United States v. Chinchilla

Decision Date11 February 2021
Docket NumberNo. 19-10987,19-10987
Citation987 F.3d 1303
Parties UNITED STATES of America, Plaintiff-Appellant, v. Ruberman Ardon CHINCHILLA, Defendant-Appellee.
CourtU.S. Court of Appeals — Eleventh Circuit

Jason Wu, Assistant U.S. Attorney, Amanda Perwin, Lisa Tobin Rubio, U.S. Attorney Service - Southern District of Florida, U.S. Attorney Service - SFL, Emily M. Smachetti, U.S. Attorney's Office, MIAMI, FL, Sivashree Sundaram, U.S. Attorney's Office, West Palm Beach, FL, for Plaintiff-Appellant.

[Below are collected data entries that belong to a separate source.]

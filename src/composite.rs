//! Full-resolution compositing
//!
//! Merges the decoded inpainting patch back into the untouched original. The
//! blend uses the *extended* ratio so the patch edge lands on pixels the
//! network regenerated outside the strict mask, hiding the seam.

use crate::config::RegionRatios;
use crate::error::{InpaintError, Result};
use crate::region::watermark_region;
use image::{imageops, DynamicImage, RgbaImage};

/// Composite the decoded patch into the full-resolution original.
///
/// Two regions are derived with the extended-ratio override: one at the
/// original resolution, one at the model resolution. The model-region
/// sub-rectangle of the patch is stretch-blitted into the original-region
/// sub-rectangle of a copy of the original; everything outside stays
/// untouched.
///
/// # Errors
/// - [`InpaintError::Composition`] when the patch does not match the model
///   resolution or either blend region is degenerate
pub fn composite_patch(
    original: &DynamicImage,
    patch: &RgbaImage,
    model_input_size: u32,
    ratios: &RegionRatios,
) -> Result<RgbaImage> {
    if patch.width() != model_input_size || patch.height() != model_input_size {
        return Err(InpaintError::composition(format!(
            "Decoded patch is {}x{}, expected {model_input_size}x{model_input_size}",
            patch.width(),
            patch.height()
        )));
    }

    let (orig_width, orig_height) = (original.width(), original.height());
    let orig_region = watermark_region(
        orig_width,
        orig_height,
        ratios.width_ratio,
        ratios.height_ratio,
        Some(ratios.extended_ratio),
    );
    let model_region = watermark_region(
        model_input_size,
        model_input_size,
        ratios.width_ratio,
        ratios.height_ratio,
        Some(ratios.extended_ratio),
    );

    if orig_region.is_empty() || model_region.is_empty() {
        return Err(InpaintError::composition(
            "Cannot prepare a compositing surface for an empty blend region",
        ));
    }

    let mut canvas = original.to_rgba8();

    // Crop the patch to the model-resolution blend region, then stretch it
    // to fit the original-resolution blend region.
    let cropped = imageops::crop_imm(
        patch,
        model_region.x,
        model_region.y,
        model_region.width,
        model_region.height,
    )
    .to_image();
    let scaled = imageops::resize(
        &cropped,
        orig_region.width,
        orig_region.height,
        imageops::FilterType::Triangle,
    );

    imageops::replace(
        &mut canvas,
        &scaled,
        i64::from(orig_region.x),
        i64::from(orig_region.y),
    );

    Ok(canvas)
}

Elan I. Baret, Baret Law Group, Hollywood, FL, Nicole Noemi Sanchez, Escobar & Associates, PA, Tampa, FL, for Defendant-Appellee.

Before WILSON, LAGOA, and HULL, Circuit Judges.

LAGOA, Circuit Judge:

A federal grand jury returned a two-count superseding indictment against Ruberman Ardon Chinchilla, charging him with violating 18 U.S.C § 1546(a) by allegedly using a fraudulent order of supervision to obtain a driver's license from the Florida Department of Highway Safety and Motor Vehicles ("Florida DHSMV"). 18 U.S.C. § 1546(a) criminalizes the knowing use, attempt to use or possession of a forged, counterfeited, altered, fraudulently procured, or unlawfully obtained document prescribed by statute or regulation for entry into or as evidence of authorized stay or employment in the United States. This appeal asks us to determine whether an order of supervision constitutes a "document prescribed by statute or regulation ... as evidence of authorized stay ... in the United States" under 18 U.S.C. § 1546(a).

Pursuant to 8 C.F.R. §§ 241.13, 241.4, and 241.5, the United States Immigration & Customs Enforcement ("ICE") may issue an order of supervision to aliens unlawfully present in the United States. An order of supervision authorizes an unlawful alien to be released from custody into the community and to remain living in the United States for an indefinite period of time (often many years) pending removal. On its face, an order of supervision states that the alien is "permitted to be at large" subject to the conditions set forth in the order. Orders of supervision may authorize the alien to seek employment in the United States, see id. § 241.5(c), and various federal regulations identify orders of supervision as evidence of lawful presence in the United States for purposes of receiving Social Security and federal health care benefits. Additionally, the State of Florida accepts from applicants seeking to obtain a Florida driver's license an order of supervision as proof of legal presence in the United States.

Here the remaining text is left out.